● **WHAT IS BEING ASKED**: In the lines below, look for "ApiLoginBody". Copy each line where it appears.
-------- INPUT MATERIAL --------
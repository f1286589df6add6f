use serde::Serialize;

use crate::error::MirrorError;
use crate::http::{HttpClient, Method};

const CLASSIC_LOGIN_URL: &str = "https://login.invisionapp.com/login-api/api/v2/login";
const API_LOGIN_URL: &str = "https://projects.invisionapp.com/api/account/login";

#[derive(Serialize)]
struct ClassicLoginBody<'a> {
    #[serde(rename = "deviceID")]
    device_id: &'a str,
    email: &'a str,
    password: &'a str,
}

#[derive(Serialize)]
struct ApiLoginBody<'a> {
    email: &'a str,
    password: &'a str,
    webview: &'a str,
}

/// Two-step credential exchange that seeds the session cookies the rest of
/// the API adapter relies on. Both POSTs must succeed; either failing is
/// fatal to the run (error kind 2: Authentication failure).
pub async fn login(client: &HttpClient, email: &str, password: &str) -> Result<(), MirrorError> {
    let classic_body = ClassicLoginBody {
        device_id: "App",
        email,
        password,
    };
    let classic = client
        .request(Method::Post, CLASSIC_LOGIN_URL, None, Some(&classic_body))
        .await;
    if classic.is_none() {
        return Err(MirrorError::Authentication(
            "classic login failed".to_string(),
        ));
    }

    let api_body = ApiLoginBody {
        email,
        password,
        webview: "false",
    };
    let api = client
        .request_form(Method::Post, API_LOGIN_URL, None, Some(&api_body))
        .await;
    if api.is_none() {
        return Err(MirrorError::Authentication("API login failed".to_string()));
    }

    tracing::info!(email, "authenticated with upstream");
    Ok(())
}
--------
-------- INPUT MATERIAL --------
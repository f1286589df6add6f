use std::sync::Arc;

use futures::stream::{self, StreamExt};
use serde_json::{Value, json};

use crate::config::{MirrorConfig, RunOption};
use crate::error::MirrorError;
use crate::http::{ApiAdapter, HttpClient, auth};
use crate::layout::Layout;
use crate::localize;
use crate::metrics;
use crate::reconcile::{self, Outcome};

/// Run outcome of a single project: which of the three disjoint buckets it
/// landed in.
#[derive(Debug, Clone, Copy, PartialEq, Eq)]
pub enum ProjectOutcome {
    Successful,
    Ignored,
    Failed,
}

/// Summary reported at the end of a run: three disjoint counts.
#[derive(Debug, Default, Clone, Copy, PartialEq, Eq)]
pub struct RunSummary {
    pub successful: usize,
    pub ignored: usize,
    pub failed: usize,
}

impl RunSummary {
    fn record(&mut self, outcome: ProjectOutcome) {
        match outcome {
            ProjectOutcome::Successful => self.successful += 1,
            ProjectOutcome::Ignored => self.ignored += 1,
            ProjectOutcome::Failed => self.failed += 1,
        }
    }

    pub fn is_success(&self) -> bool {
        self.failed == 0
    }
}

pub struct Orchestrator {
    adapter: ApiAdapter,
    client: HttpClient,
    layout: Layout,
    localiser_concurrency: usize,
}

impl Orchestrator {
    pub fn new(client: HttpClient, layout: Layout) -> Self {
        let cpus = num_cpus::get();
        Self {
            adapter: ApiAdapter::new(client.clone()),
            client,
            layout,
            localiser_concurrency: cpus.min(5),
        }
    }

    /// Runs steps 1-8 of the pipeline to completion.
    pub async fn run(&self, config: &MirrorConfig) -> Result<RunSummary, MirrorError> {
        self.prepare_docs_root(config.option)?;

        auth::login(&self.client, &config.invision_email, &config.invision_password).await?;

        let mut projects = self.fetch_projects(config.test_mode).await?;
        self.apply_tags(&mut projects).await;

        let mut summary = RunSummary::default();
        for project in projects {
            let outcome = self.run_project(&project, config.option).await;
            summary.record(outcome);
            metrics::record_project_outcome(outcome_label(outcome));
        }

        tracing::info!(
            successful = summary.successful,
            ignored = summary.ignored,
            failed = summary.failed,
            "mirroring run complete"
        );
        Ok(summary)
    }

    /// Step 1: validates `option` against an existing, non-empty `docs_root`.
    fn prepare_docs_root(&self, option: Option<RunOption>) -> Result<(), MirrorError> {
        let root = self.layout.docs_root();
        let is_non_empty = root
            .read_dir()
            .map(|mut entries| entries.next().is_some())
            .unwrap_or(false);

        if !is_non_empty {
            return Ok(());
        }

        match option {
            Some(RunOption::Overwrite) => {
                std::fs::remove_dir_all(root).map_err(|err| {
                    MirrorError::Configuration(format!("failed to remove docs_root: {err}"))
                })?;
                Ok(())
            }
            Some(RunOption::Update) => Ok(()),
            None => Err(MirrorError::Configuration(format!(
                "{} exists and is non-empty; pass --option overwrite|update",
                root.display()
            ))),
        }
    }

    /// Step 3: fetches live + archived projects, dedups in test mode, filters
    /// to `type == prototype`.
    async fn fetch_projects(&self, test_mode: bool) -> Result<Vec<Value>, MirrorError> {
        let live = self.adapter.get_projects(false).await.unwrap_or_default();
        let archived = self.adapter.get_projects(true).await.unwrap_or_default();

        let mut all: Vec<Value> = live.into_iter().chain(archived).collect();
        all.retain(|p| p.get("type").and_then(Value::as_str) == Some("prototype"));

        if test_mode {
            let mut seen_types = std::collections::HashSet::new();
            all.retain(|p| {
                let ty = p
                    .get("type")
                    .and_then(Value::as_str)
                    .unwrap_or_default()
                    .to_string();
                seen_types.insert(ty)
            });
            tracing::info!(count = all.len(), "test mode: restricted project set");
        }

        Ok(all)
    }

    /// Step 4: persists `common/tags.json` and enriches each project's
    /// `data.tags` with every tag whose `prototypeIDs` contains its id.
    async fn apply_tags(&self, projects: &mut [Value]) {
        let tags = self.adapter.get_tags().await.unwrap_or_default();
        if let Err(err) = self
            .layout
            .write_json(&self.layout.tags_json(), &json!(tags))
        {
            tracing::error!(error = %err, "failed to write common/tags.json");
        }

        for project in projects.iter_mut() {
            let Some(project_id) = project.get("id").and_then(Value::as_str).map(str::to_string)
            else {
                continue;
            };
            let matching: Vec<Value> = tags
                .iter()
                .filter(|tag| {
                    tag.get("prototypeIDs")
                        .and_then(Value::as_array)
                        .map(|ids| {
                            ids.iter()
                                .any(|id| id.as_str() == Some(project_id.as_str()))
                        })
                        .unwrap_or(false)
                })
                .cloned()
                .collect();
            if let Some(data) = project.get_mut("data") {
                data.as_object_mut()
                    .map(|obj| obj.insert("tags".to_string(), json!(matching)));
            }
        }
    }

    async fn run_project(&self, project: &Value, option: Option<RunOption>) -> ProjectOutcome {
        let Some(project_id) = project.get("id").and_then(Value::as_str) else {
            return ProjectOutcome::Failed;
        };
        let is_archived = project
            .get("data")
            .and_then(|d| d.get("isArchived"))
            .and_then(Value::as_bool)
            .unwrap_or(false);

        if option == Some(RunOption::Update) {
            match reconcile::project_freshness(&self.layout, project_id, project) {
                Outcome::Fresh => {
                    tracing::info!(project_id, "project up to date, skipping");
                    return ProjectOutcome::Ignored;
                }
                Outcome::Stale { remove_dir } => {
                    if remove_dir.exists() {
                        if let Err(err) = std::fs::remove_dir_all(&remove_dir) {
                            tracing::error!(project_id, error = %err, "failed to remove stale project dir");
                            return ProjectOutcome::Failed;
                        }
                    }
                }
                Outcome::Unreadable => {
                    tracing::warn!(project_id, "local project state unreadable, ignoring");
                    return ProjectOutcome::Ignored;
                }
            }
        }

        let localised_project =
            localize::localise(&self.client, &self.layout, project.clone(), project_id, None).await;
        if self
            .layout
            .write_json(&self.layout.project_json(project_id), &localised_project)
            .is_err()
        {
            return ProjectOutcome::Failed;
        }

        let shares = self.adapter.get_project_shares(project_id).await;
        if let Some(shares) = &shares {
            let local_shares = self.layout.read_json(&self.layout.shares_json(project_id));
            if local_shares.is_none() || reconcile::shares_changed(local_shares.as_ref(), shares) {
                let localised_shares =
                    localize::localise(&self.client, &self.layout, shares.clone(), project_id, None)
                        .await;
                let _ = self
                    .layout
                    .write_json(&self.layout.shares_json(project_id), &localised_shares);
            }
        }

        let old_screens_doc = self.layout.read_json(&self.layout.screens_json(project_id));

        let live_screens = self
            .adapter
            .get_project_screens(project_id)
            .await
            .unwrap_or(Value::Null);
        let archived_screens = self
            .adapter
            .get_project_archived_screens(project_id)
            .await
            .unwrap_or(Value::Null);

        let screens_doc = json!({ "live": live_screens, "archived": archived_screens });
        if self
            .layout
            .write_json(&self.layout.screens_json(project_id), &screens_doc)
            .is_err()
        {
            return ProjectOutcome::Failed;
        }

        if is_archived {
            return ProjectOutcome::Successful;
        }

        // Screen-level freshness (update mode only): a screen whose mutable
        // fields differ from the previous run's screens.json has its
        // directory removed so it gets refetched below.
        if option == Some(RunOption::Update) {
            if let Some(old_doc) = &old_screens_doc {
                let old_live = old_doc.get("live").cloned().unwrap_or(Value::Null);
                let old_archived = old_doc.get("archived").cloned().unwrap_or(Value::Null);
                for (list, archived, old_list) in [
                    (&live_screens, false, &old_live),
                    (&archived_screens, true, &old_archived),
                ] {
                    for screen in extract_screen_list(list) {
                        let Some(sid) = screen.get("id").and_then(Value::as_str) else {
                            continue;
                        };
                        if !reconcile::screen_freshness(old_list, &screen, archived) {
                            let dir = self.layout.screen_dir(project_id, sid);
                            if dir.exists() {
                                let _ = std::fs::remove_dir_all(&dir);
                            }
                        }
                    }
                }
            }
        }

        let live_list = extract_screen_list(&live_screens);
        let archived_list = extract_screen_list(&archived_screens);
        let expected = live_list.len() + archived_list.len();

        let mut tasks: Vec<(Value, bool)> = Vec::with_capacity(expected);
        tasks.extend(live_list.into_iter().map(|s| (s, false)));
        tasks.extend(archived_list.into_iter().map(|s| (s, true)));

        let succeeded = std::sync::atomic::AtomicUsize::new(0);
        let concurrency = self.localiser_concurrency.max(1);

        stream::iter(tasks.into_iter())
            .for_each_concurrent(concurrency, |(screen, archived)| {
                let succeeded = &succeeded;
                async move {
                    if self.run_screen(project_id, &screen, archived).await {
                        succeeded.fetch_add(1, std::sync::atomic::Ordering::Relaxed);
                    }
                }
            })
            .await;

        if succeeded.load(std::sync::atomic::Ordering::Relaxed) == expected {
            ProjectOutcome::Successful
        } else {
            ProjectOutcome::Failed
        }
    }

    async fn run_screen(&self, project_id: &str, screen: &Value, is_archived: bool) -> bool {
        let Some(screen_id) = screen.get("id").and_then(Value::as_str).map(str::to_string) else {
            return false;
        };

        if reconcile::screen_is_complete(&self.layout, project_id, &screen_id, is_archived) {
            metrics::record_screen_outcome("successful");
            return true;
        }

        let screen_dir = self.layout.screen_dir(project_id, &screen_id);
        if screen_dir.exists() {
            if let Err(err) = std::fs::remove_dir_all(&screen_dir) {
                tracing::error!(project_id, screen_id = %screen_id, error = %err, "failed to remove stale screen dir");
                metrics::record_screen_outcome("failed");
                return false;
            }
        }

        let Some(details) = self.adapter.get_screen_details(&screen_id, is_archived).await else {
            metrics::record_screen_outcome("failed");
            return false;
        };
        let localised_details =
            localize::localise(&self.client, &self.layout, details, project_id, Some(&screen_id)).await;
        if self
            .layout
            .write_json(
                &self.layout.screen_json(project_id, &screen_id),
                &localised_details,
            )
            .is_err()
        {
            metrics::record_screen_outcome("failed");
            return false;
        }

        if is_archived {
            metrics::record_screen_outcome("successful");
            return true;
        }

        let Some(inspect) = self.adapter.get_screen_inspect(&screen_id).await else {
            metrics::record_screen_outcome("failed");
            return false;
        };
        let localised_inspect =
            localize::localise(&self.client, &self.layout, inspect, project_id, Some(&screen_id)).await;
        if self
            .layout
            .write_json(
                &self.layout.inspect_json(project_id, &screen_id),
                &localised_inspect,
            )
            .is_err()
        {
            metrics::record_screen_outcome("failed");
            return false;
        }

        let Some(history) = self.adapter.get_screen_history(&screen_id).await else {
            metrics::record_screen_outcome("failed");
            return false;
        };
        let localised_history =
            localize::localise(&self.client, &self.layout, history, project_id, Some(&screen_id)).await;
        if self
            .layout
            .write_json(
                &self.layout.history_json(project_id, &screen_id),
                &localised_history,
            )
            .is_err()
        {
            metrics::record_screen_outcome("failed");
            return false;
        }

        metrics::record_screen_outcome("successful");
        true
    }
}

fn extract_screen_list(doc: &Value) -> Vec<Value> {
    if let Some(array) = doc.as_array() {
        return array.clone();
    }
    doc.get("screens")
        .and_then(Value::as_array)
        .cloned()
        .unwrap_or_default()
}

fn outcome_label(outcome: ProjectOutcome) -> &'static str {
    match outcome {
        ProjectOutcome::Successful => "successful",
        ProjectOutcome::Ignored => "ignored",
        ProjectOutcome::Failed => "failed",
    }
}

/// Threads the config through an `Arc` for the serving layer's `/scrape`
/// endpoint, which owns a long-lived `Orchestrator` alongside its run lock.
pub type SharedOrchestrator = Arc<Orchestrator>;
--------
● **TASK SOLUTION**:
struct ApiLoginBody<'a> {
    let api_body = ApiLoginBody {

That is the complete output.